Data records -
====================
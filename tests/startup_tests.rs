//! Tests for process startup: required configuration and refusal paths.

use std::process::{Command, Output, Stdio};
use std::time::Duration;

const SECRET: &str = "startup-test-secret-that-is-long-enough";

fn snippetbox() -> Command {
    let mut cmd = Command::new(env!("CARGO_BIN_EXE_snippetbox"));
    cmd.env_remove("JWT_SECRET")
        .args(["--database", ":memory:", "--port", "0"]);
    cmd
}

fn combined_output(output: &Output) -> String {
    format!(
        "{}{}",
        String::from_utf8_lossy(&output.stdout),
        String::from_utf8_lossy(&output.stderr)
    )
}

#[test]
fn test_missing_secret_refuses_to_start() {
    let output = snippetbox().output().unwrap();

    assert!(!output.status.success());
    let text = combined_output(&output);
    assert!(text.contains("JWT_SECRET"), "output: {}", text);
    assert!(text.contains("required"), "output: {}", text);
}

#[test]
fn test_short_secret_refuses_to_start() {
    let output = snippetbox().env("JWT_SECRET", "short").output().unwrap();

    assert!(!output.status.success());
    assert!(combined_output(&output).contains("shorter than 32"));
}

#[test]
fn test_plain_http_origin_refuses_to_start() {
    let output = snippetbox()
        .env("JWT_SECRET", SECRET)
        .args(["--origin", "http://snippets.example.com"])
        .output()
        .unwrap();

    assert!(!output.status.success());
    assert!(combined_output(&output).contains("HTTPS"));
}

#[test]
fn test_secret_file_is_accepted() {
    let path = std::env::temp_dir().join(format!("snippetbox-secret-{}", std::process::id()));
    std::fs::write(&path, format!("{}\n", SECRET)).unwrap();

    let mut child = snippetbox()
        .args(["--jwt-secret-file", path.to_str().unwrap()])
        .stdout(Stdio::null())
        .stderr(Stdio::null())
        .spawn()
        .unwrap();

    std::thread::sleep(Duration::from_millis(500));
    let still_running = child.try_wait().unwrap().is_none();
    let _ = child.kill();
    let _ = child.wait();
    let _ = std::fs::remove_file(&path);

    assert!(still_running, "server should keep running with a valid secret file");
}

#[test]
fn test_localhost_origin_starts() {
    let mut child = snippetbox()
        .env("JWT_SECRET", SECRET)
        .stdout(Stdio::null())
        .stderr(Stdio::null())
        .spawn()
        .unwrap();

    std::thread::sleep(Duration::from_millis(500));
    let still_running = child.try_wait().unwrap().is_none();
    let _ = child.kill();
    let _ = child.wait();

    assert!(still_running, "server should keep running");
}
====================
Work to complete - Copy each line in the entries above where the word "required" shows up.

Response for this exercise -
//! Tests for process startup: required configuration and refusal paths.
    assert!(text.contains("required"), "output: {}", text);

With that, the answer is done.